All this changed one day during a visit to New York City. As she and her husband were standing on a street corner waiting for the light to change, she had looked across the street and noticed a building with exceptionally beautiful architecture. She had called his attention to it. "Look John," she had said, isn't that a beautiful building." Thinking they were alone, he had responded to her in the tone of absolute contempt that he used in their private conversations. "You mean the yellow one", he said to her "the one that no one in their right mind would think was any different from every other building on the block?"

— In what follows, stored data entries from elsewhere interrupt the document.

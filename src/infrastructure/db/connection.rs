use sqlx::sqlite::{
    SqliteConnectOptions, SqliteJournalMode, SqlitePool, SqlitePoolOptions, SqliteSynchronous,
};
use std::path::Path;
use std::str::FromStr;
use std::time::Duration;

use crate::domain::error::{AppError, Result};

const SCHEMA: &str = include_str!("../../../resources/schema.sql");

pub async fn init_db(db_path: &Path) -> Result<SqlitePool> {
    let db_url = db_path_to_url(db_path)?;
    let options = SqliteConnectOptions::from_str(&db_url)
        .map_err(|e| AppError::DatabaseError(format!("Failed to parse database URL: {e}")))?
        .create_if_missing(true)
        .foreign_keys(true)
        .journal_mode(SqliteJournalMode::Wal)
        .synchronous(SqliteSynchronous::Normal)
        .busy_timeout(Duration::from_secs(5));

    let pool = SqlitePoolOptions::new()
        .max_connections(4)
        .acquire_timeout(Duration::from_secs(5))
        .connect_with(options)
        .await
        .map_err(|e| AppError::DatabaseError(format!("Failed to connect to database: {e}")))?;

    prepare(&pool).await?;
    Ok(pool)
}

/// Single-connection in-memory database with the schema applied.
pub async fn init_memory_db() -> Result<SqlitePool> {
    let options = SqliteConnectOptions::from_str("sqlite::memory:")
        .map_err(|e| AppError::DatabaseError(format!("Failed to parse database URL: {e}")))?
        .foreign_keys(true);

    let pool = SqlitePoolOptions::new()
        .max_connections(1)
        .min_connections(1)
        .idle_timeout(None)
        .max_lifetime(None)
        .connect_with(options)
        .await
        .map_err(|e| AppError::DatabaseError(format!("Failed to open in-memory database: {e}")))?;

    prepare(&pool).await?;
    Ok(pool)
}

async fn prepare(pool: &SqlitePool) -> Result<()> {
    apply_schema(pool).await?;

    sqlx::query("SELECT 1")
        .execute(pool)
        .await
        .map_err(|e| AppError::DatabaseError(format!("Database health check failed: {e}")))?;

    Ok(())
}

fn db_path_to_url(db_path: &Path) -> Result<String> {
    let db_path_str = db_path
        .to_str()
        .ok_or_else(|| AppError::DatabaseError("Database path is not valid UTF-8".to_string()))?;
    Ok(format!("sqlite://{}", db_path_str.replace("\\", "/")))
}

async fn apply_schema(pool: &SqlitePool) -> Result<()> {
    for statement in SCHEMA.split(';') {
        let stmt = statement.trim();
        if stmt.is_empty() {
            continue;
        }
        sqlx::query(stmt)
            .execute(pool)
            .await
            .map_err(|e| AppError::DatabaseError(format!("Failed to apply schema statement: {e}")))?;
    }
    Ok(())
}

She had flushed with shame and fallen silent. And then a woman standing next to them, a complete stranger who was also waiting for the light to change, turned and fixed him with a glare. "She's absolutely right you know," she said with strong New York accent. "That is a beautiful building. And you sir, are a horse's ass." When light turned green, this woman crossed the street and walked away.

It was the defining moment in the relationship, my colleague told me. Suddenly it was all crystal clear. She knew then that she would find the strength to leave him. It would take some time but she knew she could do it.

To recognize your capacity to affect life is to know yourself most intimately and deeply, to recognize your real value and power, independent of any role which you have been given to play or expertise you may have acquired. It is possible to strengthen or diminish the life around you in almost any role. One of the ways in which we may become dangerous to others is to assume that our role or our expertise has in it such an inherent capacity for good that we, occupying that role, can do no harm. There is no role that absolves us of the responsibility to listen, to be mindful that life is all around us.